= Loren N. Gavitt =

Loren Nichols Gavitt (February 13, 1900 – March 23, 1972) was a notable American Anglo-Catholic liturgist in the Episcopal Church during the twentieth century. His devotional manual St. Augustine's Prayer Book has been in print continuously since 1947.

Born in Westerly, Rhode Island, Gavitt was graduated from the General Theological Seminary and ordained to the priesthood in 1927 by the Right Reverend Thomas J. Garland of the Episcopal Diocese of Pennsylvania. He served a curacy at S. Clement's Church, Philadelphia before becoming rector of Grace Church, Albany in 1933. Grace Church merged with the Church of the Holy Innocents in 1951, and Gavitt remained rector of the new parish until 1969. He was an oblate of the Order of the Holy Cross as well as a member of the Confraternity of the Blessed Sacrament, the Guild of All Souls, and the American Church Union. He was a canon of the Cathedral of All Saints, Albany.

Gavitt died at St.
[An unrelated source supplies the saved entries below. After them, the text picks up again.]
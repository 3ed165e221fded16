//! Expenses module - domain models for tracked spending.

mod expenses_model;

pub use expenses_model::{Expense, ExpenseCategory, ExpenseSource, NewExpense};
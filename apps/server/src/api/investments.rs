use std::sync::Arc;

use crate::{error::ApiResult, main_lib::AppState};
use axum::{
    extract::{Path, State},
    http::StatusCode,
    routing::{get, put},
    Json, Router,
};
use financegpt_core::{
    validation::{validate_investment, InvestmentForm},
    Investment,
};

async fn get_investments(State(state): State<Arc<AppState>>) -> ApiResult<Json<Vec<Investment>>> {
    let investments = state.data_service.get_investments()?;
    Ok(Json(investments))
}

async fn create_investment(
    State(state): State<Arc<AppState>>,
    Json(form): Json<InvestmentForm>,
) -> ApiResult<(StatusCode, Json<Investment>)> {
    let new_investment = validate_investment(&form)?;
    let investment = state.data_service.add_investment(new_investment).await?;
    Ok((StatusCode::CREATED, Json(investment)))
}

async fn update_investment(
    Path(id): Path<String>,
    State(state): State<Arc<AppState>>,
    Json(form): Json<InvestmentForm>,
) -> ApiResult<Json<Investment>> {
    let update = validate_investment(&form)?;
    let investment = state.data_service.update_investment(&id, update).await?;
    Ok(Json(investment))
}

async fn delete_investment(
    Path(id): Path<String>,
    State(state): State<Arc<AppState>>,
) -> ApiResult<StatusCode> {
    let _ = state.data_service.remove_investment(&id).await?;
    Ok(StatusCode::NO_CONTENT)
}

pub fn router() -> Router<Arc<AppState>> {
    Router::new()
        .route("/investments", get(get_investments).post(create_investment))
        .route(
            "/investments/{id}",
            put(update_investment).delete(delete_investment),
        )
}
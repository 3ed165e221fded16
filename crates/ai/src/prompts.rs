//! Prompt text sent to the model.

use financegpt_core::{Expense, Goal};
use log::warn;

use crate::types::AdviceContext;

const ADVISOR_INSTRUCTIONS: &str = "You are an expert financial advisor and mentor. Your role is to provide personalized, practical, and easy-to-understand financial advice.

Guidelines:
- Always provide actionable advice
- Use simple language and avoid jargon
- Include specific numbers and examples when relevant
- Focus on Indian financial context (₹ currency, Indian investment options like SIP, mutual funds, etc.)
- Be encouraging and supportive
- If asked about investments, always mention risk factors
- Suggest diversification and long-term thinking
- For complex topics, break them down into simple steps";

fn to_json<T: serde::Serialize + ?Sized>(value: &T) -> String {
    serde_json::to_string(value).unwrap_or_else(|e| {
        warn!("Could not serialize prompt data: {}", e);
        "[]".to_string()
    })
}

pub fn financial_advice_prompt(question: &str, context: Option<&AdviceContext>) -> String {
    let mut prompt = String::from(ADVISOR_INSTRUCTIONS);
    prompt.push_str("\n\n");
    if let Some(context) = context.filter(|c| !c.is_empty()) {
        prompt.push_str("User's financial data (JSON): ");
        prompt.push_str(&to_json(context));
        prompt.push_str("\n\n");
    }
    prompt.push_str("User's question: ");
    prompt.push_str(question);
    prompt.push_str("\n\nPlease provide a helpful, personalized response (keep it under 200 words):");
    prompt
}

pub fn expense_analysis_prompt(expenses: &[Expense]) -> String {
    format!(
        "Analyze these expense data and provide insights, recommendations, and trends: {}

Return a JSON response with:
- insights: array of 3-4 key insights about spending patterns
- recommendations: array of 3-4 actionable recommendations
- trends: string describing overall spending trends

Focus on Indian financial context and practical advice.",
        to_json(expenses)
    )
}

pub fn investment_strategy_prompt(goals: &[Goal]) -> String {
    format!(
        "Based on these financial goals: {}, provide a comprehensive investment strategy including:
- Asset allocation recommendations
- Specific investment products for Indian market
- Risk assessment
- Timeline considerations
Keep it practical and under 300 words.",
        to_json(goals)
    )
}
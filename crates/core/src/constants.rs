/// Decimal places for per-investment and portfolio return percentages
pub const RETURN_PERCENT_PRECISION: u32 = 2;

/// Decimal places for allocation percentages
pub const ALLOCATION_PERCENT_PRECISION: u32 = 1;

/// Largest fractional price move applied by one market tick (±0.5%)
pub const MAX_TICK_CHANGE: f64 = 0.005;

/// Default probability that a connectivity poll reports "disconnected"
pub const DEFAULT_DISCONNECT_PROBABILITY: f64 = 0.05;

/// Persistence key holding the serialized dashboard data
pub const STORAGE_DATA_KEY: &str = "financegpt_data";

/// Persistence key holding the snapshot version tag
pub const STORAGE_VERSION_KEY: &str = "financegpt_version";

/// Current snapshot version; any other stored tag is discarded on load
pub const STORAGE_VERSION: &str = "1.0.0";

/// Largest amount accepted by any money field of a form (10^15)
pub const MAX_FORM_AMOUNT: i64 = 1_000_000_000_000_000;
//! Form validation.
//!
//! Every validator takes the raw strings a form submits and either returns
//! the typed input model or the full set of field errors. Nothing is applied
//! partially.

mod field_errors;
mod forms;
mod helpers;
mod rules;

pub use field_errors::FieldErrors;
pub use forms::{AddFundsForm, AnalysisRequest, ApiKeyForm, ExpenseForm, GoalForm, InvestmentForm};
pub use helpers::{
    is_future_date, is_valid_positive_number, sanitize_currency_input, validate_email,
    validate_indian_mobile,
};
pub use rules::{
    validate_add_funds, validate_analysis_request, validate_api_key, validate_expense,
    validate_goal, validate_investment,
};
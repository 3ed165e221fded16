//! Core error types for FinanceGPT.
//!
//! Nothing in the dashboard is fatal: callers decide how to degrade. Form
//! validation failures travel separately as [`FieldErrors`](crate::validation::FieldErrors)
//! and are only wrapped here when a whole submission is rejected.

use chrono::ParseError as ChronoParseError;
use std::num::ParseFloatError;
use thiserror::Error;

use crate::validation::FieldErrors;

/// Type alias for Result using our Error type.
pub type Result<T> = std::result::Result<T, Error>;

/// Root error type for the core crate.
#[derive(Error, Debug)]
pub enum Error {
    #[error("Input validation failed: {0}")]
    Validation(#[from] ValidationError),

    #[error("{entity} '{id}' not found")]
    NotFound { entity: &'static str, id: String },

    #[error("Calculation failed: {0}")]
    Calculation(#[from] CalculatorError),

    #[error("Storage operation failed: {0}")]
    Storage(#[from] StorageError),

    #[error("Unexpected error: {0}")]
    Unexpected(String),
}

impl Error {
    pub fn not_found(entity: &'static str, id: impl Into<String>) -> Self {
        Error::NotFound {
            entity,
            id: id.into(),
        }
    }
}

/// Validation errors for user input and data parsing.
#[derive(Error, Debug)]
pub enum ValidationError {
    #[error("Failed to parse number: {0}")]
    NumberParse(#[from] ParseFloatError),

    #[error("Invalid input: {0}")]
    InvalidInput(String),

    #[error("Required field '{0}' is missing")]
    MissingField(String),

    #[error("Failed to parse decimal number: {0}")]
    DecimalParse(#[from] rust_decimal::Error),

    #[error("Failed to parse date/time: {0}")]
    DateTimeParse(#[from] ChronoParseError),

    #[error("Form rejected: {0}")]
    Form(FieldErrors),
}

/// Errors raised by the financial calculators.
#[derive(Error, Debug)]
pub enum CalculatorError {
    #[error("Invalid calculator input: {0}")]
    InvalidInput(String),

    #[error("Arithmetic overflow while computing {0}")]
    Overflow(&'static str),
}

/// Errors from the key-value persistence layer.
#[derive(Error, Debug)]
pub enum StorageError {
    #[error("Storage is not available: {0}")]
    Unavailable(String),

    #[error("Failed to read key '{key}': {reason}")]
    ReadFailed { key: String, reason: String },

    #[error("Failed to write key '{key}': {reason}")]
    WriteFailed { key: String, reason: String },

    #[error("Stored data is corrupt: {0}")]
    Corrupt(String),
}

// === From implementations for common error types ===

impl From<FieldErrors> for Error {
    fn from(errors: FieldErrors) -> Self {
        Error::Validation(ValidationError::Form(errors))
    }
}

impl From<rust_decimal::Error> for Error {
    fn from(err: rust_decimal::Error) -> Self {
        Error::Validation(ValidationError::DecimalParse(err))
    }
}

impl From<std::io::Error> for Error {
    fn from(err: std::io::Error) -> Self {
        Error::Storage(StorageError::Unavailable(err.to_string()))
    }
}

impl From<serde_json::Error> for Error {
    fn from(err: serde_json::Error) -> Self {
        Error::Storage(StorageError::Corrupt(err.to_string()))
    }
}

impl From<ChronoParseError> for Error {
    fn from(err: ChronoParseError) -> Self {
        Error::Validation(ValidationError::DateTimeParse(err))
    }
}

impl From<Error> for String {
    fn from(err: Error) -> Self {
        err.to_string()
    }
}
use financegpt_server::{api::app_router, build_state, config::Config, init_tracing, scheduler};

#[tokio::main]
async fn main() -> anyhow::Result<()> {
    dotenvy::dotenv().ok();
    init_tracing();
    let config = Config::from_env();
    let state = build_state(&config)?;

    scheduler::start_market_scheduler(state.clone(), config.market_tick_interval);
    scheduler::start_connectivity_scheduler(state.clone(), config.connectivity_interval);

    let router = app_router(state, &config);
    tracing::info!("Listening on {}", config.listen_addr);
    let listener = tokio::net::TcpListener::bind(config.listen_addr).await?;
    axum::serve(listener, router).await?;
    Ok(())
}
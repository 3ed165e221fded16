#[cfg(test)]
mod tests {
    use crate::calculator::{calculate_sip, try_calculate_sip, SipInput};
    use crate::errors::CalculatorError;
    use proptest::prelude::*;

    fn input(m: f64, r: f64, y: f64) -> SipInput {
        SipInput {
            monthly_investment: m,
            annual_rate_pct: r,
            years: y,
        }
    }

    #[test]
    fn test_reference_projection() {
        let projection = calculate_sip(&input(10000.0, 12.0, 5.0)).rounded();
        assert_eq!(projection.total_invested, 600000.0);
        assert_eq!(projection.future_value, 824864.0);
        assert_eq!(projection.returns, 224864.0);
    }

    #[test]
    fn test_zero_rate_is_linear() {
        let projection = calculate_sip(&input(5000.0, 0.0, 10.0));
        assert_eq!(projection.future_value, 600000.0);
        assert_eq!(projection.returns, 0.0);
    }

    #[test]
    fn test_zero_duration() {
        let projection = calculate_sip(&input(5000.0, 12.0, 0.0));
        assert_eq!(projection.total_invested, 0.0);
        assert!(projection.future_value.abs() < 1e-9);
    }

    #[test]
    fn test_try_rejects_bad_input() {
        assert!(matches!(
            try_calculate_sip(&input(-1.0, 12.0, 5.0)),
            Err(CalculatorError::InvalidInput(_))
        ));
        assert!(try_calculate_sip(&input(1000.0, f64::NAN, 5.0)).is_err());
        assert!(try_calculate_sip(&input(1000.0, 12.0, f64::INFINITY)).is_err());
        assert!(try_calculate_sip(&input(1000.0, 12.0, 5.0)).is_ok());
    }

    proptest! {
        #[test]
        fn prop_positive_rate_grows_principal(
            m in 1.0f64..1_000_000.0,
            r in 0.1f64..30.0,
            y in 0.5f64..40.0
        ) {
            let p = calculate_sip(&input(m, r, y));
            prop_assert!(p.future_value.is_finite());
            prop_assert!(p.returns > 0.0);
            prop_assert!(p.future_value > p.total_invested);
        }
    }
}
Peter's Hospital in Albany and is buried at River Bend Cemetery in Westerly, Rhode Island.

==Works==
- Saint Augustine's Prayer Book: A Book of Devotion for Members of the Episcopal Church (1947, 1949, 1950, 1952, 1953, 1954, 1956, 1957, 1959, 1961, 1962, 1963, 1964, 1967, 1978, 1991)
- Our Offering: Some Notes on the Liturgy (Holy Cross Press, 1949)
- "What Do Catholics Want in Prayer Book Revision?" The American Church Quarterly (1963), pp. 83-118.